# Rewriting pieces of FreeBSD kernel in to Rust



## PizdeX (Jan 13, 2022)

It is plausible that's FreeBSD kernel will be rewritten in to Rust instead of C/C++?


----------



## SirDice (Jan 13, 2022)

Highly unlikely.


----------



## PizdeX (Jan 13, 2022)

SirDice said:


> Highly unlikely.


If it's true,then will be the linux kernel the final winner in the race for the highest security grade ?


----------



## jbo (Jan 13, 2022)

What is it with these posts lately...


----------



## eternal_noob (Jan 13, 2022)

Rust is a threat to FreeBSD.


eternal_noob said:


> There are currently 2,287 packages being skipped due to rust. I find it alarming that so many packages depend on some obscure programming language.





PizdeX said:


> If it's true,then will be the linux kernel the final winner in the race for the highest security grade ?


Nonsense. You can write insecure software in any language, even in Rust.


----------



## SirDice (Jan 13, 2022)

PizdeX said:


> If it's true,then will be the linux kernel the final winner in the race for the highest security grade ?

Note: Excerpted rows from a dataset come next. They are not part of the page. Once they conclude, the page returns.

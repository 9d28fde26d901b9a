//! Footer component renderer.
//!
//! Renders the keybinding hints and, above them, the last fetch error.

use super::header::push_centered;
use crate::ui::helpers::{position_cursor, truncate};
use crate::ui::theme::Theme;
use crate::ui::viewmodel::FooterInfo;

/// Renders the footer help bar at `row`.
///
/// Hints are centered and dimmed. Text wider than the terminal is truncated
/// so the layout never wraps.
pub fn render_footer(out: &mut String, row: usize, footer: &FooterInfo, theme: &Theme, cols: usize) -> usize {
    position_cursor(out, row, 1);
    out.push_str(&Theme::fg(&theme.colors.text_dim));
    push_centered(out, &truncate(&footer.keybindings, cols), cols);
    out.push_str(Theme::reset());
    row + 1
}

/// Renders a fetch error line at `row`.
pub fn render_error(out: &mut String, row: usize, message: &str, theme: &Theme, cols: usize) -> usize {
    position_cursor(out, row, 1);
    out.push_str(Theme::bold());
    out.push_str(&Theme::fg(&theme.colors.error_fg));
    let line = truncate(&format!("! {message}"), cols);
    out.push_str(&line);
    out.push_str(&" ".repeat(cols.saturating_sub(line.chars().count())));
    out.push_str(Theme::reset());
    row + 1
}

Could you possible post any bigger flamebait? You clearly have no idea what you're talking about.


----------



## SirDice (Jan 13, 2022)

Why is FreeBSD not (more) like ....
					

As of today, FreeBSD Forums staff will actively close down (and eventually remove) topics that serve no other purpose than to complain that "FreeBSD is not (like) Linux" (or Windows, or MacOS, or any other operating system), or that "FreeBSD does not use systemd", or that "FreeBSD has no default...




					forums.freebsd.org
				




Thread is hereby closed.


----------